Stored data entries:

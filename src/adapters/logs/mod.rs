//! Log source adapters

pub mod cloudwatch;
pub mod traits;

pub use cloudwatch::CloudWatchLogSource;
pub use traits::{FetchRequest, LogSource};
//! Log record as returned by the log source
//!
//! Records are passed through untouched: the job never inspects the message
//! body or checks the timestamps against the requested window.

use serde::{Deserialize, Serialize};

/// A single log event
///
/// Field names follow the source's wire naming so the archived JSON matches
/// what the service returned. Absent fields are omitted from the output.
#[derive(Debug, Clone, PartialEq, Eq, Serialize, Deserialize, Default)]
#[serde(rename_all = "camelCase")]
pub struct LogRecord {
    /// Event time, epoch milliseconds
    #[serde(default, skip_serializing_if = "Option::is_none")]
    pub timestamp: Option<i64>,

    /// Raw message body
    #[serde(default, skip_serializing_if = "Option::is_none")]
    pub message: Option<String>,

    /// Time the service ingested the event, epoch milliseconds
    #[serde(default, skip_serializing_if = "Option::is_none")]
    pub ingestion_time: Option<i64>,
}

impl LogRecord {
    /// Creates a fully populated record
    pub fn new(timestamp: i64, message: impl Into<String>, ingestion_time: i64) -> Self {
        Self {
            timestamp: Some(timestamp),
            message: Some(message.into()),
            ingestion_time: Some(ingestion_time),
        }
    }
}

#[cfg(test)]
mod tests {
    use super::*;

    #[test]
    fn test_serializes_with_source_field_names() {
        let record = LogRecord::new(1_700_000_000_000, "started", 1_700_000_000_123);
        let json = serde_json::to_value(&record).unwrap();

        assert_eq!(json["timestamp"], 1_700_000_000_000_i64);
        assert_eq!(json["message"], "started");
        assert_eq!(json["ingestionTime"], 1_700_000_000_123_i64);
    }

    #[test]
    fn test_missing_fields_are_omitted() {
        let record = LogRecord {
            message: Some("only a message".to_string()),
            ..Default::default()
        };
        let json = serde_json::to_string(&record).unwrap();
        assert_eq!(json, r#"{"message":"only a message"}"#);
    }
}
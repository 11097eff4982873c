//! CloudWatch Logs implementation of [`LogSource`]

use super::traits::{FetchRequest, LogSource};
use crate::domain::{LogRecord, LogSourceError, LogVaultError, Result};
use async_trait::async_trait;
use aws_sdk_cloudwatchlogs::error::{DisplayErrorContext, ProvideErrorMetadata, SdkError};
use aws_sdk_cloudwatchlogs::types::OutputLogEvent;
use aws_sdk_cloudwatchlogs::Client;

/// CloudWatch Logs reader
///
/// Wraps a client built once per process; cloning is cheap.
#[derive(Debug, Clone)]
pub struct CloudWatchLogSource {
    client: Client,
}

impl CloudWatchLogSource {
    /// Create a new source from an SDK client
    pub fn new(client: Client) -> Self {
        Self { client }
    }
}

#[async_trait]
impl LogSource for CloudWatchLogSource {
    async fn fetch_events(&self, request: &FetchRequest) -> Result<Vec<LogRecord>> {
        let limit = i32::try_from(request.limit).map_err(|_| {
            LogVaultError::LogSource(LogSourceError::InvalidParameter(format!(
                "limit {} out of range",
                request.limit
            )))
        })?;

        tracing::debug!(
            log_group = %request.log_group,
            log_stream = %request.log_stream,
            start_ms = request.window.start_ms,
            end_ms = request.window.end_ms,
            limit,
            "Calling GetLogEvents"
        );

        let output = self
            .client
            .get_log_events()
            .log_group_name(&request.log_group)
            .log_stream_name(&request.log_stream)
            .start_time(request.window.start_ms)
            .end_time(request.window.end_ms)
            .limit(limit)
            .start_from_head(request.start_from_head)
            .send()
            .await
            .map_err(|e| LogVaultError::LogSource(classify_sdk_error(&e)))?;

        Ok(output.events().iter().map(record_from_event).collect())
    }

    async fn check_access(&self, log_group: &str, log_stream: &str) -> Result<()> {
        let output = self
            .client
            .describe_log_streams()
            .log_group_name(log_group)
            .log_stream_name_prefix(log_stream)
            .limit(1)
            .send()
            .await
            .map_err(|e| LogVaultError::LogSource(classify_sdk_error(&e)))?;

        let found = output
            .log_streams()
            .iter()
            .any(|s| s.log_stream_name() == Some(log_stream));
        if !found {
            return Err(LogSourceError::NotFound(format!("{log_group}/{log_stream}")).into());
        }

        Ok(())
    }
}

/// Convert an SDK event into a record
pub fn record_from_event(event: &OutputLogEvent) -> LogRecord {
    LogRecord {
        timestamp: event.timestamp(),
        message: event.message().map(str::to_string),
        ingestion_time: event.ingestion_time(),
    }
}

fn classify_sdk_error<E, R>(err: &SdkError<E, R>) -> LogSourceError
where
    E: ProvideErrorMetadata + std::error::Error + 'static,
    R: std::fmt::Debug,
{
    let message = DisplayErrorContext(err).to_string();
    match err {
        SdkError::DispatchFailure(_) | SdkError::TimeoutError(_) => {
            LogSourceError::ServiceUnavailable(message)
        }
        _ => classify_error_code(err.as_service_error().and_then(|e| e.code()), message),
    }
}

/// Map a CloudWatch Logs error code onto [`LogSourceError`]
pub fn classify_error_code(code: Option<&str>, message: String) -> LogSourceError {
    match code {
        Some("ResourceNotFoundException") => LogSourceError::NotFound(message),
        Some(
            "AccessDeniedException"
            | "UnrecognizedClientException"
            | "ExpiredTokenException"
            | "InvalidSignatureException",
        ) => LogSourceError::AccessDenied(message),
        Some("ThrottlingException" | "LimitExceededException") => {
            LogSourceError::Throttled(message)
        }
        Some("InvalidParameterException") => LogSourceError::InvalidParameter(message),
        Some("ServiceUnavailableException") => LogSourceError::ServiceUnavailable(message),
        _ => LogSourceError::ReadFailed(message),
    }
}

Problem description - I would like you to return every entry exactly, with nothing changed.

Task response -
filename src/adapters/logs/mod.rs
//! Log source adapters

pub mod cloudwatch;
pub mod traits;

pub use cloudwatch::CloudWatchLogSource;
pub use traits::{FetchRequest, LogSource};
//! Log record as returned by the log source
//!
//! Records are passed through untouched: the job never inspects the message
//! body or checks the timestamps against the requested window.

use serde::{Deserialize, Serialize};

/// A single log event
///
/// Field names follow the source's wire naming so the archived JSON matches
/// what the service returned. Absent fields are omitted from the output.
#[derive(Debug, Clone, PartialEq, Eq, Serialize, Deserialize, Default)]
#[serde(rename_all = "camelCase")]
pub struct LogRecord {
    /// Event time, epoch milliseconds
    #[serde(default, skip_serializing_if = "Option::is_none")]
    pub timestamp: Option<i64>,

    /// Raw message body
    #[serde(default, skip_serializing_if = "Option::is_none")]
    pub message: Option<String>,

    /// Time the service ingested the event, epoch milliseconds
    #[serde(default, skip_serializing_if = "Option::is_none")]
    pub ingestion_time: Option<i64>,
}

impl LogRecord {
    /// Creates a fully populated record
    pub fn new(timestamp: i64, message: impl Into<String>, ingestion_time: i64) -> Self {
        Self {
            timestamp: Some(timestamp),
            message: Some(message.into()),
            ingestion_time: Some(ingestion_time),
        }
    }
}

#[cfg(test)]
mod tests {
    use super::*;

    #[test]
    fn test_serializes_with_source_field_names() {
        let record = LogRecord::new(1_700_000_000_000, "started", 1_700_000_000_123);
        let json = serde_json::to_value(&record).unwrap();

        assert_eq!(json["timestamp"], 1_700_000_000_000_i64);
        assert_eq!(json["message"], "started");
        assert_eq!(json["ingestionTime"], 1_700_000_000_123_i64);
    }

    #[test]
    fn test_missing_fields_are_omitted() {
        let record = LogRecord {
            message: Some("only a message".to_string()),
            ..Default::default()
        };
        let json = serde_json::to_string(&record).unwrap();
        assert_eq!(json, r#"{"message":"only a message"}"#);
    }
}
repository 11097eff4982873c
//! CloudWatch Logs implementation of [`LogSource`]

use super::traits::{FetchRequest, LogSource};
use crate::domain::{LogRecord, LogSourceError, LogVaultError, Result};
use async_trait::async_trait;
use aws_sdk_cloudwatchlogs::error::{DisplayErrorContext, ProvideErrorMetadata, SdkError};
use aws_sdk_cloudwatchlogs::types::OutputLogEvent;
use aws_sdk_cloudwatchlogs::Client;

/// CloudWatch Logs reader
///
/// Wraps a client built once per process; cloning is cheap.
#[derive(Debug, Clone)]
pub struct CloudWatchLogSource {
    client: Client,
}

impl CloudWatchLogSource {
    /// Create a new source from an SDK client
    pub fn new(client: Client) -> Self {
        Self { client }
    }
}

#[async_trait]
impl LogSource for CloudWatchLogSource {
    async fn fetch_events(&self, request: &FetchRequest) -> Result<Vec<LogRecord>> {
        let limit = i32::try_from(request.limit).map_err(|_| {
            LogVaultError::LogSource(LogSourceError::InvalidParameter(format!(
                "limit {} out of range",
                request.limit
            )))
        })?;

        tracing::debug!(
            log_group = %request.log_group,
            log_stream = %request.log_stream,
            start_ms = request.window.start_ms,
            end_ms = request.window.end_ms,
            limit,
            "Calling GetLogEvents"
        );

        let output = self
            .client
            .get_log_events()
            .log_group_name(&request.log_group)
            .log_stream_name(&request.log_stream)
            .start_time(request.window.start_ms)
            .end_time(request.window.end_ms)
            .limit(limit)
            .start_from_head(request.start_from_head)
            .send()
            .await
            .map_err(|e| LogVaultError::LogSource(classify_sdk_error(&e)))?;

        Ok(output.events().iter().map(record_from_event).collect())
    }

    async fn check_access(&self, log_group: &str, log_stream: &str) -> Result<()> {
        let output = self
            .client
            .describe_log_streams()
            .log_group_name(log_group)
            .log_stream_name_prefix(log_stream)
            .limit(1)
            .send()
            .await
            .map_err(|e| LogVaultError::LogSource(classify_sdk_error(&e)))?;

        let found = output
            .log_streams()
            .iter()
            .any(|s| s.log_stream_name() == Some(log_stream));
        if !found {
            return Err(LogSourceError::NotFound(format!("{log_group}/{log_stream}")).into());
        }

        Ok(())
    }
}

/// Convert an SDK event into a record
pub fn record_from_event(event: &OutputLogEvent) -> LogRecord {
    LogRecord {
        timestamp: event.timestamp(),
        message: event.message().map(str::to_string),
        ingestion_time: event.ingestion_time(),
    }
}

fn classify_sdk_error<E, R>(err: &SdkError<E, R>) -> LogSourceError
where
    E: ProvideErrorMetadata + std::error::Error + 'static,
    R: std::fmt::Debug,
{
    let message = DisplayErrorContext(err).to_string();
    match err {
        SdkError::DispatchFailure(_) | SdkError::TimeoutError(_) => {
            LogSourceError::ServiceUnavailable(message)
        }
        _ => classify_error_code(err.as_service_error().and_then(|e| e.code()), message),
    }
}

/// Map a CloudWatch Logs error code onto [`LogSourceError`]
pub fn classify_error_code(code: Option<&str>, message: String) -> LogSourceError {
    match code {
        Some("ResourceNotFoundException") => LogSourceError::NotFound(message),
        Some(
            "AccessDeniedException"
            | "UnrecognizedClientException"
            | "ExpiredTokenException"
            | "InvalidSignatureException",
        ) => LogSourceError::AccessDenied(message),
        Some("ThrottlingException" | "LimitExceededException") => {
            LogSourceError::Throttled(message)
        }
        Some("InvalidParameterException") => LogSourceError::InvalidParameter(message),
        Some("ServiceUnavailableException") => LogSourceError::ServiceUnavailable(message),
        _ => LogSourceError::ReadFailed(message),
    }
}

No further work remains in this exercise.